Our results also showed a significant relationship between the marital status and WPV. The incidence of violence in married individuals is higher than that of the single individuals. (Aghajanlou et al., 2010; Paryad et al., 2015) reported a statistically significant difference between the incidence of physical violence and marriage. The increased level of violence observed among the married individuals in the present study may be due to the insults made by patients and their companions or other people in the prehospital emergency against the family members of the staff, which may expose them to physical violence.
Strengths and Limitations
A strength point of this study is that it addressed WPV in a different society of Iranian health system that past studies have rarely dealt with all dimensions of WPV against prehospital paramedical personnel and rarely have considered factors related to this type of violence at EMS in all provinces of Iran. The present study had some limitations. First, the study could not investigate other important factors causing violence of the patients and their families against emergency medical personnel. Second, the data were collected retrospectively, which might lead to recall bias. Accordingly, qualitative research should be conducted in this regard.
Conclusion
The present study showed that prehospital paramedical personnel were exposed to a variety of occupational violence, including verbal, cultural, and physical violence. Regarding the high workload of prehospital personnel in urban and road bases in Kerman province, and various daily missions, and direct contact with various patients and their relatives, they are exposed to all kinds of violence. Therefore, the Ministry of Health and Emergency and Disaster Management Center should pay particular attention to this group of personnel and provide necessary training to familiarize the community with the prehospital personnel through national media. Furthermore, they should select personnel with specialized skills for this profession who have to complete an educational course.
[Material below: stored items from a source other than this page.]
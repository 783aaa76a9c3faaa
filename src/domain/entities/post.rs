use chrono::{DateTime, Utc};
use serde::Serialize;

/// Lifecycle marker carried by a meeting post
#[derive(Debug, Clone, Copy, PartialEq, Eq, Serialize)]
#[serde(rename_all = "SCREAMING_SNAKE_CASE")]
pub enum MeetingStatus {
    /// Asks the creator to confirm before a meeting is started
    DialogWarn,
}

impl MeetingStatus {
    pub fn as_str(&self) -> &str {
        match self {
            MeetingStatus::DialogWarn => "DIALOG_WARN",
        }
    }
}

/// Structured properties attached to a meeting post.
///
/// Field names on the wire are the property keys the webapp renderer reads.
#[derive(Debug, Clone, PartialEq, Eq, Serialize)]
pub struct MeetingProps {
    #[serde(rename = "type")]
    pub post_type: String,
    #[serde(rename = "meeting_status")]
    pub status: MeetingStatus,
    #[serde(rename = "meeting_personal")]
    pub personal: bool,
    #[serde(rename = "meeting_creator_username")]
    pub creator_name: String,
    #[serde(rename = "meeting_provider")]
    pub provider_name: String,
    pub message: String,
}

/// A message handed to the platform's posting API
#[derive(Debug, Clone, PartialEq, Serialize)]
pub struct Post {
    #[serde(skip_serializing_if = "Option::is_none")]
    pub id: Option<String>,
    pub user_id: String,
    pub channel_id: String,
    pub message: String,
    #[serde(rename = "type", skip_serializing_if = "String::is_empty")]
    pub post_type: String,
    #[serde(skip_serializing_if = "Option::is_none")]
    pub props: Option<MeetingProps>,
    #[serde(skip)]
    pub created_at: Option<DateTime<Utc>>,
}

impl Post {
    pub fn new(user_id: impl Into<String>, channel_id: impl Into<String>, message: impl Into<String>) -> Self {
        Self {
            id: None,
            user_id: user_id.into(),
            channel_id: channel_id.into(),
            message: message.into(),
            post_type: String::new(),
            props: None,
            created_at: None,
        }
    }

    /// Custom post carrying meeting properties; the post type mirrors the props type
    pub fn meeting(user_id: impl Into<String>, channel_id: impl Into<String>, props: MeetingProps) -> Self {
        let mut post = Self::new(user_id, channel_id, props.message.clone());
        post.post_type = props.post_type.clone();
        post.props = Some(props);
        post
    }

    /// Mark the post as stored by the platform
    pub fn stored(mut self, id: impl Into<String>, created_at: DateTime<Utc>) -> Self {
        self.id = Some(id.into());
        self.created_at = Some(created_at);
        self
    }
}

#[cfg(test)]
mod tests {
    use super::*;

    fn props() -> MeetingProps {
        MeetingProps {
            post_type: "custom_mstmeetings".to_string(),
            status: MeetingStatus::DialogWarn,
            personal: true,
            creator_name: "alice".to_string(),
            provider_name: "Microsoft Teams Meetings".to_string(),
            message: "hello".to_string(),
        }
    }

    #[test]
    fn test_meeting_post_wire_shape() {
        let post = Post::meeting("bot", "chan", props());
        let value = serde_json::to_value(&post).unwrap();

        assert_eq!(value["type"], "custom_mstmeetings");
        assert_eq!(value["message"], "hello");
        assert_eq!(value["props"]["type"], "custom_mstmeetings");
        assert_eq!(value["props"]["meeting_status"], "DIALOG_WARN");
        assert_eq!(value["props"]["meeting_personal"], true);
        assert_eq!(value["props"]["meeting_creator_username"], "alice");
        assert_eq!(value["props"]["meeting_provider"], "Microsoft Teams Meetings");
        assert!(value.get("id").is_none());
    }

    #[test]
    fn test_plain_post_omits_type_and_props() {
        let value = serde_json::to_value(Post::new("bot", "chan", "hi")).unwrap();
        assert!(value.get("type").is_none());
        assert!(value.get("props").is_none());
        assert_eq!(value["user_id"], "bot");
    }

    #[test]
    fn test_status_name_matches_wire_value() {
        let wire = serde_json::to_value(MeetingStatus::DialogWarn).unwrap();
        assert_eq!(wire, MeetingStatus::DialogWarn.as_str());
    }
}
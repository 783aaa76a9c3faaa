//! Chat platform adapters

pub mod console;
pub mod mattermost;

pub use console::ConsolePlatform;
pub use mattermost::MattermostPlatform;
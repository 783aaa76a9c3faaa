use async_trait::async_trait;
use crate::application::errors::ProviderError;

/// MeetingProvider trait - the external meeting service a user connects to
#[async_trait]
pub trait MeetingProvider: Send + Sync {
    /// Tear down the user's provider session
    async fn disconnect(&self, user_id: &str) -> Result<(), ProviderError>;
}
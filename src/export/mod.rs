pub mod ics;
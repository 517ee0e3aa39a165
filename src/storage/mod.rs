//! Key-value persistence for the schedule.
//!
//! The store only needs two operations, `load` and `save`, keyed by a short
//! name. Values are the serialized collection produced by [`codec`].

pub mod codec;

use std::collections::HashMap;
use std::fs;
use std::io;
use std::path::PathBuf;
use std::sync::{Arc, Mutex};

use thiserror::Error;
use tracing::debug;

pub const SCHEDULE_KEY: &str = "schedule";

#[derive(Debug, Error)]
pub enum StorageError {
    #[error("storage io error at {}: {source}", .path.display())]
    Io {
        path: PathBuf,
        #[source]
        source: io::Error,
    },
    #[error("stored schedule is malformed: {0}")]
    Codec(String),
}

pub trait KeyValueStorage: Send {
    fn load(&self, key: &str) -> Result<Option<String>, StorageError>;
    fn save(&self, key: &str, value: &str) -> Result<(), StorageError>;
}

/// Stores each key as `<dir>/<key>.json`.
#[derive(Debug, Clone)]
pub struct FileStorage {
    dir: PathBuf,
}

impl FileStorage {
    pub fn new(dir: impl Into<PathBuf>) -> Self {
        Self { dir: dir.into() }
    }

    pub fn path_for(&self, key: &str) -> PathBuf {
        self.dir.join(format!("{}.json", key))
    }
}

impl KeyValueStorage for FileStorage {
    fn load(&self, key: &str) -> Result<Option<String>, StorageError> {
        let path = self.path_for(key);
        match fs::read_to_string(&path) {
            Ok(content) => Ok(Some(content)),
            Err(err) if err.kind() == io::ErrorKind::NotFound => {
                debug!(path = %path.display(), "no stored schedule yet");
                Ok(None)
            }
            Err(source) => Err(StorageError::Io { path, source }),
        }
    }

    fn save(&self, key: &str, value: &str) -> Result<(), StorageError> {
        fs::create_dir_all(&self.dir).map_err(|source| StorageError::Io {
            path: self.dir.clone(),
            source,
        })?;
        let path = self.path_for(key);
        // Readers only ever see a complete file.
        let tmp = self.dir.join(format!("{}.json.tmp", key));
        fs::write(&tmp, value).map_err(|source| StorageError::Io {
            path: tmp.clone(),
            source,
        })?;
        fs::rename(&tmp, &path).map_err(|source| StorageError::Io {
            path: path.clone(),
            source,
        })?;
        debug!(path = %path.display(), bytes = value.len(), "schedule written");
        Ok(())
    }
}

/// In-process storage. Clones share the same map, so a second store opened on
/// a clone sees what the first one saved.
#[derive(Debug, Clone, Default)]
pub struct MemoryStorage {
    values: Arc<Mutex<HashMap<String, String>>>,
}

impl MemoryStorage {
    pub fn new() -> Self {
        Self::default()
    }

    pub fn raw(&self, key: &str) -> Option<String> {
        self.values
            .lock()
            .ok()
            .and_then(|values| values.get(key).cloned())
    }

    pub fn put_raw(&self, key: &str, value: &str) {
        if let Ok(mut values) = self.values.lock() {
            values.insert(key.to_string(), value.to_string());
        }
    }
}

impl KeyValueStorage for MemoryStorage {
    fn load(&self, key: &str) -> Result<Option<String>, StorageError> {
        Ok(self.raw(key))
    }

    fn save(&self, key: &str, value: &str) -> Result<(), StorageError> {
        self.put_raw(key, value);
        Ok(())
    }
}
use thiserror::Error;

#[derive(Debug, Error)]
pub enum ScheduleError {
    #[error("no schedule entries could be parsed from the suggestion")]
    ParseYieldedNothing,

    #[error("an event with id {0} already exists")]
    DuplicateId(String),
}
Further studies are suggested to examine the causes of violence against emergency medical personnel from the viewpoint of patients and their relatives.
Footnotes
Acknowledgments
We would like to thank all the people who helped us to perform this study, especially paramedic personnel of Kerman Medical Emergency Management Center.
Declaration of Conflicting Interests
The author(s) declared no potential conflicts of interest with respect to the research, authorship, and/or publication of this article.
Funding
The author(s) received no financial support for the research, authorship, and/or publication of this article.